To allow the inclusion of stack traces in exceptions, the standard library provides the ability to store, inspect, and pretty-print stack traces. This functionality was designed to minimize the cost of collecting and storing a stack trace, since it is fairly common for a stack trace in an exception to be captured but never printed. As such, the representation of a stack trace simply contains a set of pointers to locations in the generated machine code. Formatting into plain text is performed on demand if required.

The class core.StackTrace stores a stack trace. A stack trace is simply a list of core.StackTrace.Frame values that each represent a single stack frame.
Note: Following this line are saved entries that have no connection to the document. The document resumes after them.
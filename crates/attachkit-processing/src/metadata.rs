//! Media metadata types produced by probers

use bytes::Bytes;
use serde::{Deserialize, Serialize};

/// Image metadata
#[derive(Debug, Clone, PartialEq, Serialize, Deserialize)]
pub struct ImageMetadata {
    /// Displayed width, after EXIF orientation
    pub width: u32,
    /// Displayed height, after EXIF orientation
    pub height: u32,
    pub format: String,
    pub exif_orientation: Option<u8>,
}

impl ImageMetadata {
    pub fn long_side(&self) -> u32 {
        self.width.max(self.height)
    }
}

/// Video metadata
#[derive(Debug, Clone, PartialEq, Serialize, Deserialize)]
pub struct VideoMetadata {
    pub duration: f64,
    pub width: u32,
    pub height: u32,
    pub codec: String,
}

/// Picture embedded in an audio file
#[derive(Debug, Clone, PartialEq)]
pub struct CoverArt {
    pub data: Bytes,
    pub mime_type: String,
}

/// Audio metadata
#[derive(Debug, Clone, PartialEq, Default)]
pub struct AudioMetadata {
    /// `None` when the container does not state a duration
    pub duration: Option<f64>,
    pub title: Option<String>,
    pub performer: Option<String>,
    pub codec: Option<String>,
    pub cover: Option<CoverArt>,
}
//! Image transformer - scaled, re-encoded copies
//!
//! Produces the compressed copy offered as the default photo send and the small
//! composer thumbnail. The source is decoded, oriented, scaled and encoded in one
//! blocking task; the decoded pixels are dropped as soon as the copy is encoded.

use crate::compression::{ImageCompressor, OutputFormat};
use crate::image::orientation::ImageOrientation;
use crate::traits::ImageTranscoder;
use anyhow::Context;
use async_trait::async_trait;
use bytes::Bytes;
use image::imageops::FilterType;
use image::GenericImageView;
use std::io::Cursor;

const DEFAULT_JPEG_QUALITY: u8 = 85;

/// Image transformer backed by the `image` crate
pub struct ImageTransformer {
    jpeg_quality: u8,
}

impl Default for ImageTransformer {
    fn default() -> Self {
        Self::new(DEFAULT_JPEG_QUALITY)
    }
}

impl ImageTransformer {
    pub fn new(jpeg_quality: u8) -> Self {
        Self { jpeg_quality }
    }

    /// Target dimensions after scaling; never upscales and never collapses a side to 0.
    pub fn scaled_dimensions(width: u32, height: u32, scale: f64) -> (u32, u32) {
        let scale = if scale.is_finite() {
            scale.clamp(0.0, 1.0)
        } else {
            1.0
        };
        let scale_side =
            |side: u32| ((f64::from(side) * scale).round() as u32).clamp(1, side.max(1));
        (scale_side(width), scale_side(height))
    }

    /// Decode, orient, scale and encode synchronously.
    pub fn resize_blocking(
        data: &[u8],
        scale: f64,
        format: OutputFormat,
        jpeg_quality: u8,
    ) -> Result<Bytes, anyhow::Error> {
        let cursor = Cursor::new(data);
        let img = image::ImageReader::new(cursor)
            .with_guessed_format()?
            .decode()
            .context("Failed to decode image")?;

        let orientation = ImageOrientation::read_exif_orientation(data);
        let img = ImageOrientation::apply_orientation(img, orientation);

        let (width, height) = img.dimensions();
        let (target_width, target_height) = Self::scaled_dimensions(width, height, scale);
        let resized = if (target_width, target_height) == (width, height) {
            img
        } else {
            img.resize_exact(target_width, target_height, FilterType::Lanczos3)
        };

        ImageCompressor::encode(&resized, format, jpeg_quality)
            .with_context(|| format!("Failed to encode {}", format.to_mime_type()))
    }
}

#[async_trait]
impl ImageTranscoder for ImageTransformer {
    #[tracing::instrument(skip(self, data), fields(size_bytes = data.len()))]
    async fn resize(
        &self,
        data: Bytes,
        scale: f64,
        target_mime_type: &str,
    ) -> Result<Bytes, anyhow::Error> {
        let format = OutputFormat::from_mime_type(target_mime_type)?;
        let jpeg_quality = self.jpeg_quality;

        // CPU-bound decode and encode
        let output = tokio::task::spawn_blocking(move || {
            Self::resize_blocking(&data, scale, format, jpeg_quality)
        })
        .await
        .context("Image resize task failed")??;

        tracing::debug!(output_bytes = output.len(), "Image resize completed");
        Ok(output)
    }
}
These are accesible throught the standard operations for arrays (i.e. empty, any, count, and []). Each stack frame simply stores a pointer to a location in a function. As such, this information is not very interesting to inspect from Storm.

The following functions are available to create stack traces:

• core.StackTrace collectStackTrace()

  Creates a stack trace for the current thread as a StackTrace object. Typically, the stack trace object is stored and then the core.Str format() function is called to create a human-readable representation of the stack trace. The format process is relatively expensive, as it accesses debug information in order to look up function names and locations. If a stack trace is printed without formatting it, it simply prints the raw addresses. As such, capturing a stack trace can be done as follows:

  print(collectStackTrace().format());
  

For debugging, it is also possible to capture a snapshot of all active threads in the system, or a subset thereof. It is worth noting that these functions are mainly intended for debugging. They are therefore aimed at providing helpful output rather than efficiency. As such, while it is possible to capture a snapshot of the threads in the system to detect if some thread has terminated, it is not advisable as the operation is very expensive. For example, the system traverses the name tree to look up thread names.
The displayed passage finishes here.